= Beginning of Section =
//! Theme color definitions for the UI
//!
//! Provides dark and light color palettes that can be switched at runtime.

use crate::config::Theme;
use ratatui::style::Color;

/// Complete color palette for the UI
#[derive(Debug, Clone, Copy)]
pub struct ThemeColors {
    /// Main background
    pub bg: Color,
    /// Primary foreground text
    pub fg: Color,
    /// Dimmed/secondary text
    pub dim: Color,
    /// Accent color (panel titles, device names)
    pub accent: Color,
    /// High polling rate
    pub good: Color,
    /// Middling polling rate
    pub fair: Color,
    /// Low rate / lost device
    pub bad: Color,
}

impl ThemeColors {
    /// Create a color palette for the given theme variant
    pub fn from_theme(theme: Theme) -> Self {
        match theme {
            Theme::Dark => Self::dark(),
            Theme::Light => Self::light(),
        }
    }

    /// Dark theme - default color scheme
    pub fn dark() -> Self {
        Self {
            bg: Color::Rgb(24, 24, 32),
            fg: Color::Rgb(205, 205, 215),
            dim: Color::Rgb(95, 95, 115),
            accent: Color::Rgb(85, 195, 225),
            good: Color::Rgb(85, 200, 125),
            fair: Color::Rgb(235, 185, 85),
            bad: Color::Rgb(235, 95, 105),
        }
    }

    /// Light theme - high contrast for bright terminals
    pub fn light() -> Self {
        Self {
            bg: Color::Rgb(246, 246, 249),
            fg: Color::Rgb(32, 32, 42),
            dim: Color::Rgb(135, 135, 155),
            accent: Color::Rgb(0, 125, 155),
            good: Color::Rgb(28, 145, 72),
            fair: Color::Rgb(175, 120, 0),
            bad: Color::Rgb(195, 55, 65),
        }
    }
}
= End of Section =
Exercise goal:
Your answer must be the full listing above, printed exactly as it stands.

Exercise output:
//! Theme color definitions for the UI
//!
//! Provides dark and light color palettes that can be switched at runtime.

use crate::config::Theme;
use ratatui::style::Color;

/// Complete color palette for the UI
#[derive(Debug, Clone, Copy)]
pub struct ThemeColors {
    /// Main background
    pub bg: Color,
    /// Primary foreground text
    pub fg: Color,
    /// Dimmed/secondary text
    pub dim: Color,
    /// Accent color (panel titles, device names)
    pub accent: Color,
    /// High polling rate
    pub good: Color,
    /// Middling polling rate
    pub fair: Color,
    /// Low rate / lost device
    pub bad: Color,
}

impl ThemeColors {
    /// Create a color palette for the given theme variant
    pub fn from_theme(theme: Theme) -> Self {
        match theme {
            Theme::Dark => Self::dark(),
            Theme::Light => Self::light(),
        }
    }

    /// Dark theme - default color scheme
    pub fn dark() -> Self {
        Self {
            bg: Color::Rgb(24, 24, 32),
            fg: Color::Rgb(205, 205, 215),
            dim: Color::Rgb(95, 95, 115),
            accent: Color::Rgb(85, 195, 225),
            good: Color::Rgb(85, 200, 125),
            fair: Color::Rgb(235, 185, 85),
            bad: Color::Rgb(235, 95, 105),
        }
    }

    /// Light theme - high contrast for bright terminals
    pub fn light() -> Self {
        Self {
            bg: Color::Rgb(246, 246, 249),
            fg: Color::Rgb(32, 32, 42),
            dim: Color::Rgb(135, 135, 155),
            accent: Color::Rgb(0, 125, 155),
            good: Color::Rgb(28, 145, 72),
            fair: Color::Rgb(175, 120, 0),
            bad: Color::Rgb(195, 55, 65),
        }
    }
}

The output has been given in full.